Problem details.
Each entry below has to be written out again without any change.

Source material.

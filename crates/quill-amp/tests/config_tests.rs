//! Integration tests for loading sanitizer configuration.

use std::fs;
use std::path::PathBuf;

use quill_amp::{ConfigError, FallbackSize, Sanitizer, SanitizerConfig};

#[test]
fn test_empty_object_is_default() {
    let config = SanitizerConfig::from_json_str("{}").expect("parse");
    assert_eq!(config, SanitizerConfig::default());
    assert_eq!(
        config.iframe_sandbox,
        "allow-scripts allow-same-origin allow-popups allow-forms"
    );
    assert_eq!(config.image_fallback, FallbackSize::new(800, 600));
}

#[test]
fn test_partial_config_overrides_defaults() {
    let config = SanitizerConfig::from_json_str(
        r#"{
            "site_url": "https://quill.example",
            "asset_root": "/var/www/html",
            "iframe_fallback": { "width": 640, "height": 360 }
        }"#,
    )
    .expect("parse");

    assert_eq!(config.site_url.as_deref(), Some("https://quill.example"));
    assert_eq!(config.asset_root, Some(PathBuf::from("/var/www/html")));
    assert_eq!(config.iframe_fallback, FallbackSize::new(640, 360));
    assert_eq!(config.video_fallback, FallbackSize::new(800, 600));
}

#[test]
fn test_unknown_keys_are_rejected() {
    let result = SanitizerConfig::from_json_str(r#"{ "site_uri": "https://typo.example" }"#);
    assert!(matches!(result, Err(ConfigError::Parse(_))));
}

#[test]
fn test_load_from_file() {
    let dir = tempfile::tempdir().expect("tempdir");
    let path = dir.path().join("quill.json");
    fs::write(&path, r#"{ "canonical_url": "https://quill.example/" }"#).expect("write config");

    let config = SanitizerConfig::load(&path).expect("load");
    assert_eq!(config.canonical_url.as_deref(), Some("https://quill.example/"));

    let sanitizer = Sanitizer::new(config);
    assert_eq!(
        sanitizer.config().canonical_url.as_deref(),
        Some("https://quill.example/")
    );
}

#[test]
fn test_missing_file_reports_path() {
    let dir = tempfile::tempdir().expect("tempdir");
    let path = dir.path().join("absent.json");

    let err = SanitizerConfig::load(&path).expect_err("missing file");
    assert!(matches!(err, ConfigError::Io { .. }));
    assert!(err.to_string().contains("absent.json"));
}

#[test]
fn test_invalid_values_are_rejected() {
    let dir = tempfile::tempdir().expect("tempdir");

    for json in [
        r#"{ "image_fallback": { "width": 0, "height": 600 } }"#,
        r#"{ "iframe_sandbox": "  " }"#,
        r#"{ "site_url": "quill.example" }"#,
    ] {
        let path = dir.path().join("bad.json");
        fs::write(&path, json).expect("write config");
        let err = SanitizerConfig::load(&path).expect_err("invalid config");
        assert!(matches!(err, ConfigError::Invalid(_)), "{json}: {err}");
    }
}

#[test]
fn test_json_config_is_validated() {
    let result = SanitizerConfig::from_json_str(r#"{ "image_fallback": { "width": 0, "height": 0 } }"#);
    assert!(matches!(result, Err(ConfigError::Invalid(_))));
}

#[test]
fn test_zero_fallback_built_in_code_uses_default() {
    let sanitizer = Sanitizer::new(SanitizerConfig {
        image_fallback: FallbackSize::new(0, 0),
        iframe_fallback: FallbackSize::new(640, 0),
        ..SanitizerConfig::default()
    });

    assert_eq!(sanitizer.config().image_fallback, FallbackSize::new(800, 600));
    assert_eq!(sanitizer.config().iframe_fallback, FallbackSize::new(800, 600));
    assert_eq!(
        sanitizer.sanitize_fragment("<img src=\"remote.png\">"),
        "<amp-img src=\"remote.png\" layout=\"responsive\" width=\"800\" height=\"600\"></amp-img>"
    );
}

Exercise output.
filename crates/quill-amp/tests/config_tests.rs
//! Integration tests for loading sanitizer configuration.

use std::fs;
use std::path::PathBuf;

use quill_amp::{ConfigError, FallbackSize, Sanitizer, SanitizerConfig};

#[test]
fn test_empty_object_is_default() {
    let config = SanitizerConfig::from_json_str("{}").expect("parse");
    assert_eq!(config, SanitizerConfig::default());
    assert_eq!(
        config.iframe_sandbox,
        "allow-scripts allow-same-origin allow-popups allow-forms"
    );
    assert_eq!(config.image_fallback, FallbackSize::new(800, 600));
}

#[test]
fn test_partial_config_overrides_defaults() {
    let config = SanitizerConfig::from_json_str(
        r#"{
            "site_url": "https://quill.example",
            "asset_root": "/var/www/html",
            "iframe_fallback": { "width": 640, "height": 360 }
        }"#,
    )
    .expect("parse");

    assert_eq!(config.site_url.as_deref(), Some("https://quill.example"));
    assert_eq!(config.asset_root, Some(PathBuf::from("/var/www/html")));
    assert_eq!(config.iframe_fallback, FallbackSize::new(640, 360));
    assert_eq!(config.video_fallback, FallbackSize::new(800, 600));
}

#[test]
fn test_unknown_keys_are_rejected() {
    let result = SanitizerConfig::from_json_str(r#"{ "site_uri": "https://typo.example" }"#);
    assert!(matches!(result, Err(ConfigError::Parse(_))));
}

#[test]
fn test_load_from_file() {
    let dir = tempfile::tempdir().expect("tempdir");
    let path = dir.path().join("quill.json");
    fs::write(&path, r#"{ "canonical_url": "https://quill.example/" }"#).expect("write config");

    let config = SanitizerConfig::load(&path).expect("load");
    assert_eq!(config.canonical_url.as_deref(), Some("https://quill.example/"));

    let sanitizer = Sanitizer::new(config);
    assert_eq!(
        sanitizer.config().canonical_url.as_deref(),
        Some("https://quill.example/")
    );
}

#[test]
fn test_missing_file_reports_path() {
    let dir = tempfile::tempdir().expect("tempdir");
    let path = dir.path().join("absent.json");

    let err = SanitizerConfig::load(&path).expect_err("missing file");
    assert!(matches!(err, ConfigError::Io { .. }));
    assert!(err.to_string().contains("absent.json"));
}

#[test]
fn test_invalid_values_are_rejected() {
    let dir = tempfile::tempdir().expect("tempdir");

    for json in [
        r#"{ "image_fallback": { "width": 0, "height": 600 } }"#,
        r#"{ "iframe_sandbox": "  " }"#,
        r#"{ "site_url": "quill.example" }"#,
    ] {
        let path = dir.path().join("bad.json");
        fs::write(&path, json).expect("write config");
        let err = SanitizerConfig::load(&path).expect_err("invalid config");
        assert!(matches!(err, ConfigError::Invalid(_)), "{json}: {err}");
    }
}

#[test]
fn test_json_config_is_validated() {
    let result = SanitizerConfig::from_json_str(r#"{ "image_fallback": { "width": 0, "height": 0 } }"#);
    assert!(matches!(result, Err(ConfigError::Invalid(_))));
}

#[test]
fn test_zero_fallback_built_in_code_uses_default() {
    let sanitizer = Sanitizer::new(SanitizerConfig {
        image_fallback: FallbackSize::new(0, 0),
        iframe_fallback: FallbackSize::new(640, 0),
        ..SanitizerConfig::default()
    });

    assert_eq!(sanitizer.config().image_fallback, FallbackSize::new(800, 600));
    assert_eq!(sanitizer.config().iframe_fallback, FallbackSize::new(800, 600));
    assert_eq!(
        sanitizer.sanitize_fragment("<img src=\"remote.png\">"),
        "<amp-img src=\"remote.png\" layout=\"responsive\" width=\"800\" height=\"600\"></amp-img>"
    );
}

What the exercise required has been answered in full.